Aku tak berani berkata apapun saat mata tajam itu terus menatapku seolah-olah ia dapat membaca fikiranku. Ketika aku menundukkan kepala dia mendangakkan kepala ku dengan jarinya yang mengangkat daguku, mengusap air mata ku sedang aku berusaha untuk tidak memandang matanya dedngan terus memejamkan mata ku dan dia berkata, “mengapa kamu tidak berani lagi untuk menatap mataku seperti di saat tadi pagi kamu akan memukul ku? Mengapa kamu tidak lagi berani untuk menatapku jika kamu tahu bahwa aku adalah orang yang selama ini kamu tunggu? Mengapa? Tidakkah kamu melihat bahwa aku pun sangat merindukanmu!”
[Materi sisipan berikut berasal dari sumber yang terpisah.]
//! Structured-store wrappers for observing how the engine uses the store.

use std::cell::Cell;

use formstitch_core::{
    FieldValue, FormId, SubmissionId,
    form::Form,
    submission::{NewSubmission, Submission},
};
use formstitch_storage::{RawRow, RawStore, SqliteStorage, StorageError, StructuredStore, SubmissionCriteria};

use crate::site::SiteStore;

macro_rules! delegate_raw_store {
    ($wrapper:ident) => {
        impl<S: RawStore> RawStore for $wrapper<S> {
            fn query(&self, sql: &str, params: &[FieldValue]) -> Result<Vec<RawRow>, StorageError> {
                self.inner.query(sql, params)
            }

            fn execute(&self, sql: &str, params: &[FieldValue]) -> Result<usize, StorageError> {
                self.inner.execute(sql, params)
            }

            fn table_columns(&self, table: &str) -> Result<Option<Vec<String>>, StorageError> {
                self.inner.table_columns(table)
            }
        }

        impl<S: SiteStore> SiteStore for $wrapper<S> {
            fn sqlite(&self) -> &SqliteStorage {
                self.inner.sqlite()
            }
        }
    };
}

/// Returns every batch of headers in reverse of the inner store's order.
pub struct ReversingStore<S = SqliteStorage> {
    inner: S,
}

impl<S> ReversingStore<S> {
    pub fn new(inner: S) -> Self {
        Self { inner }
    }
}

delegate_raw_store!(ReversingStore);

impl<S: StructuredStore> StructuredStore for ReversingStore<S> {
    fn find_form(&self, form_id: FormId) -> Result<Option<Form>, StorageError> {
        self.inner.find_form(form_id)
    }

    fn save_submission(&mut self, submission: &NewSubmission) -> Result<Submission, StorageError> {
        self.inner.save_submission(submission)
    }

    fn find_submission(&self, id: SubmissionId) -> Result<Option<Submission>, StorageError> {
        self.inner.find_submission(id)
    }

    fn query_submissions(
        &self,
        criteria: &SubmissionCriteria,
    ) -> Result<Vec<Submission>, StorageError> {
        let mut rows = self.inner.query_submissions(criteria)?;
        rows.reverse();
        Ok(rows)
    }
}

/// Counts header batch queries.
pub struct CountingStore<S = SqliteStorage> {
    inner: S,
    batches: Cell<usize>,
}

impl<S> CountingStore<S> {
    pub fn new(inner: S) -> Self {
        Self {
            inner,
            batches: Cell::new(0),
        }
    }

    pub fn batches(&self) -> usize {
        self.batches.get()
    }
}

delegate_raw_store!(CountingStore);

impl<S: StructuredStore> StructuredStore for CountingStore<S> {
    fn find_form(&self, form_id: FormId) -> Result<Option<Form>, StorageError> {
        self.inner.find_form(form_id)
    }

    fn save_submission(&mut self, submission: &NewSubmission) -> Result<Submission, StorageError> {
        self.inner.save_submission(submission)
    }

    fn find_submission(&self, id: SubmissionId) -> Result<Option<Submission>, StorageError> {
        self.inner.find_submission(id)
    }

    fn query_submissions(
        &self,
        criteria: &SubmissionCriteria,
    ) -> Result<Vec<Submission>, StorageError> {
        self.batches.set(self.batches.get() + 1);
        self.inner.query_submissions(criteria)
    }
}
Setelah mendengar kata – katanya yang terakhir tangis ku sungguh menjadi karena terharu bahagia. Tak bisa lagi bagi ku untuk meredam tangis ku. Damai ku rasakan setelah apa yang ia katakan dan setelah aku berani untuk menatap mata itu. “ Le, Leo” kataku sambil berusaha untuk mengucapkan namanya. Dia kembali menyeka air mataku dan membiarkan kedua telapak tangannya berada pada kedua pipi ku. Kemudian ia tersenyum, mengecup mata ku dan mengambilku untuk berada dalam pelukannya.
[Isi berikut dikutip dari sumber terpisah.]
use std::collections::BTreeMap;

use chrono::NaiveDateTime;
use serde::{Deserialize, Serialize};

use crate::field_value::FieldValue;
use crate::form::FieldDefinition;
use crate::ids::*;

#[derive(Debug, Clone, PartialEq, Eq, Serialize, Deserialize)]
#[serde(rename_all = "camelCase")]
pub struct IpAddress {
    pub id: IpAddressId,
    pub ip_address: String,
}

#[derive(Debug, Clone, PartialEq, Eq, Serialize, Deserialize)]
pub struct Page {
    pub id: PageId,
    pub title: String,
    pub alias: String,
}

/// Fixed-schema header row. Relations are only populated when join-fetched.
#[derive(Debug, Clone, PartialEq, Serialize, Deserialize)]
#[serde(rename_all = "camelCase")]
pub struct Submission {
    pub id: SubmissionId,
    pub form_id: FormId,
    pub date_submitted: NaiveDateTime,
    pub referer: Option<String>,
    pub ip_address: Option<IpAddress>,
    pub page: Option<Page>,
}

/// Header plus raw field values, as handed to the writer.
#[derive(Debug, Clone, PartialEq)]
pub struct NewSubmission {
    pub form_id: FormId,
    pub date_submitted: NaiveDateTime,
    pub referer: Option<String>,
    pub ip_address_id: Option<IpAddressId>,
    pub page_id: Option<PageId>,
    pub results: BTreeMap<String, FieldValue>,
}

impl NewSubmission {
    pub fn new(form_id: FormId, date_submitted: NaiveDateTime) -> Self {
        Self {
            form_id,
            date_submitted,
            referer: None,
            ip_address_id: None,
            page_id: None,
            results: BTreeMap::new(),
        }
    }

    pub fn with_value(mut self, alias: &str, value: impl Into<FieldValue>) -> Self {
        self.results.insert(alias.to_string(), value.into());
        self
    }
}

/// One entry of a value bag: the field's metadata plus the stored scalar.
#[derive(Debug, Clone, PartialEq, Serialize, Deserialize)]
pub struct ResultEntry {
    pub label: String,
    pub alias: String,
    #[serde(rename = "type")]
    pub field_type: String,
    pub value: FieldValue,
}

impl ResultEntry {
    pub fn from_field(field: &FieldDefinition, value: FieldValue) -> Self {
        Self {
            label: field.label.clone(),
            alias: field.alias.clone(),
            field_type: field.field_type.clone(),
            value,
        }
    }
}

pub type ValueBag = BTreeMap<String, ResultEntry>;

/// Request-scoped view: header attributes with the value bag under `results`.
#[derive(Debug, Clone, PartialEq, Serialize)]
pub struct MergedSubmission {
    #[serde(flatten)]
    pub submission: Submission,
    pub results: ValueBag,
}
Tangisan ku pun mereda dan berkata “Bagaimana bisa kamu mendahului ku untuk sampai ke rumah? Jangan-jangan kamu pun tahu kalau ternyata aku adalah…” tanyaku yang masih tak mengerti bagaimana dia dapat sampai lebih dulu daripada aku. Ia memotong kata-kata ku “ bagaimana aku bisa lupa denganmu kalau kamu terlalu sering hadir dalam mimpi ku? Bagaimana aku tidak dapat mendahului mu jika dalam perjalanan kamu terus membayangkan ku, memikirkan ku, dan tersenyum-senyum sendiri layaknya orang gila. Aku pun tidak akan pernah bisa lupa dengan tatap mata mu yang begitu tajam menantang. Bagaimana pula aku bisa lupa dengan Rosa yang lantang dan kejam seperti mu?” sesaat aku pipi ku di buatnya memerah dan sesaat pula langsung menjadi merah padam. Dia terus tertawa dan menertawakan ku.
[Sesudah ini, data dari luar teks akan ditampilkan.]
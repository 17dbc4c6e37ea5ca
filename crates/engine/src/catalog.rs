use formstitch_core::{
    EngineConfig, FieldId, FieldValue, FormId, form::FieldDefinition, request::Direction,
};
use formstitch_storage::{Expr, QueryBuilder, RawStore};
use tracing::{debug, warn};

use crate::columns::{int_column, text_column};
use crate::error::EngineError;
use crate::locator::TableLocator;

/// Fixed columns of every result table. A field may not reuse these aliases.
pub const RESERVED_ALIASES: &[&str] = &["submission_id", "form_id"];

pub fn is_reserved_alias(alias: &str) -> bool {
    RESERVED_ALIASES.contains(&alias)
}

/// The data-carrying fields of one form, in display order.
#[derive(Debug, Clone, Default, PartialEq, Eq)]
pub struct FieldCatalog {
    fields: Vec<FieldDefinition>,
}

impl FieldCatalog {
    pub fn new(fields: Vec<FieldDefinition>) -> Self {
        Self { fields }
    }

    pub fn get(&self, alias: &str) -> Option<&FieldDefinition> {
        self.fields.iter().find(|f| f.alias == alias)
    }

    pub fn contains(&self, alias: &str) -> bool {
        self.get(alias).is_some()
    }

    pub fn aliases(&self) -> impl Iterator<Item = &str> {
        self.fields.iter().map(|f| f.alias.as_str())
    }

    pub fn iter(&self) -> impl Iterator<Item = &FieldDefinition> {
        self.fields.iter()
    }

    pub fn len(&self) -> usize {
        self.fields.len()
    }

    pub fn is_empty(&self) -> bool {
        self.fields.is_empty()
    }

    /// Keeps only the fields for which `keep` returns true.
    pub fn retain(&mut self, mut keep: impl FnMut(&FieldDefinition) -> bool) {
        self.fields.retain(|f| keep(f));
    }
}

/// Loads the field catalog for `form_id`, skipping non-data field types.
/// A form without data fields yields an empty catalog, not an error.
pub fn resolve_fields<S: RawStore + ?Sized>(
    store: &S,
    locator: &TableLocator,
    config: &EngineConfig,
    form_id: FormId,
) -> Result<FieldCatalog, EngineError> {
    let mut q = QueryBuilder::new();
    q.select([
        "f.id AS id",
        "f.label AS label",
        "f.alias AS alias",
        "f.type AS field_type",
    ])
    .from(locator.form_fields(), "f")
    .and_where(Expr::raw(format!("f.form_id = {}", form_id.get())));

    let excluded: Vec<FieldValue> = config
        .excluded_field_types
        .iter()
        .map(|t| FieldValue::from(t.as_str()))
        .collect();
    let not_in = q.not_in_list("f.type", excluded);
    q.and_where(not_in)
        .order_by("f.field_order", Direction::Asc)
        .order_by("f.id", Direction::Asc);

    let rows = store.fetch(&q)?;
    let mut fields = Vec::with_capacity(rows.len());
    for row in &rows {
        let field = FieldDefinition {
            id: FieldId::new(int_column(row, "id")?),
            label: text_column(row, "label")?,
            alias: text_column(row, "alias")?,
            field_type: text_column(row, "field_type")?,
        };
        if is_reserved_alias(&field.alias) {
            warn!(form_id = %form_id, alias = %field.alias, "field alias collides with a fixed result column, skipping");
            continue;
        }
        fields.push(field);
    }
    debug!(form_id = %form_id, fields = fields.len(), "resolved field catalog");
    Ok(FieldCatalog::new(fields))
}

#[cfg(test)]
mod tests {
    use super::*;

    fn field(id: i64, alias: &str) -> FieldDefinition {
        FieldDefinition {
            id: FieldId::new(id),
            label: alias.to_uppercase(),
            alias: alias.to_string(),
            field_type: "text".to_string(),
        }
    }

    #[test]
    fn lookup_and_order() {
        let catalog = FieldCatalog::new(vec![field(2, "size"), field(1, "color")]);
        assert_eq!(catalog.aliases().collect::<Vec<_>>(), vec!["size", "color"]);
        assert_eq!(catalog.get("color").map(|f| f.id), Some(FieldId::new(1)));
        assert!(!catalog.contains("weight"));
    }

    #[test]
    fn retain_filters_fields() {
        let mut catalog = FieldCatalog::new(vec![field(1, "a"), field(2, "b")]);
        catalog.retain(|f| f.alias != "a");
        assert_eq!(catalog.len(), 1);
        assert!(catalog.contains("b"));
    }

    #[test]
    fn fixed_result_columns_are_reserved() {
        assert!(is_reserved_alias("submission_id"));
        assert!(is_reserved_alias("form_id"));
        assert!(!is_reserved_alias("email"));
        assert!(!is_reserved_alias("form"));
    }
}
Begitu dia melihat muka ku yang merah padam dia keburu kabur duluan ke ruang depan tempat dimana kedua orang tua kami sedang bercengkramah dan aku mengejarnya. Tapi dia berlindung di belakang ibu ku dan kemudian berlari lagi sambil berteriak, “ tolongggg, singanya sudah keluar tuh te….?” kedua orang tua kami menertawakan aku dan dia yang masih tetap seperti dulu. Di saat kami masih kecil dan Leo selalu saja menggoda ku yang pada akhirnya aku tidak bisa menggapai dan menghajarnya. Jika aku sudah tak dapat menggapainya, aku pasti akan menangis karena terlalu gemasnya keinginanku untuk memukulnya.
Tapi tidak untuk kali ini, aku berhasil menggapainya dan tentu saja aku akan menghajarnya. Setelah dia minta ampun pada ku aku pun merasa lega. Tak terasa terlalu jauh jarak yang ku tempuh hanya untuk menghajarnya. Pulangnya dia menarikku untuk naik punggungnya dan terus menggendongku sampai rumah. Senangnya hari ini.
“Yang hilang kini telah kembali. Mengisi kembali hati yang telah lama terkosongi. Tak ada yang mampu mengisi dan tak ada yang berhasil untuk mengganti karena semua sudah terpatri dalm lubuk hati jika hati ini hanya engkau yang memiliki.” Gumamku dalam hati setelah siang mulai berganti malam dengan menatap sang bintang rembulan.